**TASK TO COMPLETE:** Look through the material below and give the number of lines holding "format", with no other words.

**RECORD EXCERPTS:**
◆ ◆ ◆ ◆ ◆ ◆ ◆

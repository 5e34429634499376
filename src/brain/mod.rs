//! 大脑服务集成：HTTP 传输、类型、健康检查、带闸门的客户端

pub mod client;
pub mod health;
pub mod transport;
pub mod types;

pub use client::{BrainClient, BrainClientSettings, DEFAULT_USER_ID};
pub use health::{spawn_status_monitor, BrainHealth, HealthCheck};
pub use transport::{BrainTransport, HttpTransport, TransportResponse};
pub use types::{
    from_brain_response, to_brain_messages, BrainChatResponse, ChatMessage, EmbedReport,
};
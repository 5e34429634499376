//! Python 版本解析与兼容性判断

use std::sync::OnceLock;

use regex::Regex;

use crate::config::PythonSection;

/// 最低 Python 版本要求（只比较 Major.Minor）
#[derive(Debug, Clone, Copy, PartialEq, Eq)]
pub struct PythonRequirement {
    pub major: u32,
    pub minor: u32,
}

impl Default for PythonRequirement {
    fn default() -> Self {
        Self { major: 3, minor: 11 }
    }
}

impl From<&PythonSection> for PythonRequirement {
    fn from(section: &PythonSection) -> Self {
        Self {
            major: section.min_major,
            minor: section.min_minor,
        }
    }
}

impl PythonRequirement {
    /// 主版本必须相等，次版本不低于要求
    pub fn accepts(&self, output: &str) -> bool {
        match parse_major_minor(output) {
            Some((major, minor)) => major == self.major && minor >= self.minor,
            None => false,
        }
    }

    /// conda create 使用的版本号，如 `3.11`
    pub fn conda_spec(&self) -> String {
        format!("{}.{}", self.major, self.minor)
    }
}

fn version_pattern() -> &'static Regex {
    static PATTERN: OnceLock<Regex> = OnceLock::new();
    PATTERN.get_or_init(|| Regex::new(r"(\d+)\.(\d+)").expect("static regex"))
}

/// 从 `Python 3.11.4`、`3.12.1`、`Python 3.13.0rc1` 等文本中取出 (major, minor)
pub fn parse_major_minor(output: &str) -> Option<(u32, u32)> {
    let caps = version_pattern().captures(output)?;
    let major = caps.get(1)?.as_str().parse().ok()?;
    let minor = caps.get(2)?.as_str().parse().ok()?;
    Some((major, minor))
}

/// 按默认要求（3.11）判断
pub fn is_python_version_compatible(output: &str) -> bool {
    PythonRequirement::default().accepts(output)
}

/// `Python 3.11.4` → `3.11.4`；无法识别时原样返回
pub fn strip_python_prefix(output: &str) -> String {
    output
        .trim()
        .strip_prefix("Python ")
        .unwrap_or_else(|| output.trim())
        .to_string()
}
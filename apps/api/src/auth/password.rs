// Password hashing utilities
// Uses bcrypt for secure password hashing

use bcrypt::{hash, verify, DEFAULT_COST};

/// Minimum accepted password length
pub const MIN_PASSWORD_LENGTH: usize = 8;

/// Hashes a password using bcrypt
///
/// # Example
/// ```
/// use marketplace_api::auth::password::hash_password;
///
/// let hash = hash_password("my_password").expect("valid hash");
/// ```
pub fn hash_password(password: &str) -> Result<String, String> {
    hash_password_with_cost(password, DEFAULT_COST)
}

/// Hashes a password with an explicit bcrypt work factor (4..=31)
pub fn hash_password_with_cost(password: &str, cost: u32) -> Result<String, String> {
    hash(password, cost).map_err(|e| e.to_string())
}

/// Verifies a password against a bcrypt hash
///
/// # Returns
/// * `Ok(bool)` - True if password matches, false otherwise
/// * `Err(String)` - If the stored hash is malformed
pub fn verify_password(password: &str, hash: &str) -> Result<bool, String> {
    verify(password, hash).map_err(|e| e.to_string())
}

/// Checks the password policy, returning the violation message
pub fn check_password_policy(password: &str) -> Result<(), String> {
    if password.chars().count() < MIN_PASSWORD_LENGTH {
        return Err(format!(
            "Password must be at least {} characters",
            MIN_PASSWORD_LENGTH
        ));
    }
    Ok(())
}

◆ ◆ ◆ ◆ ◆ ◆ ◆

**RESULT FOR THIS TASK:** 2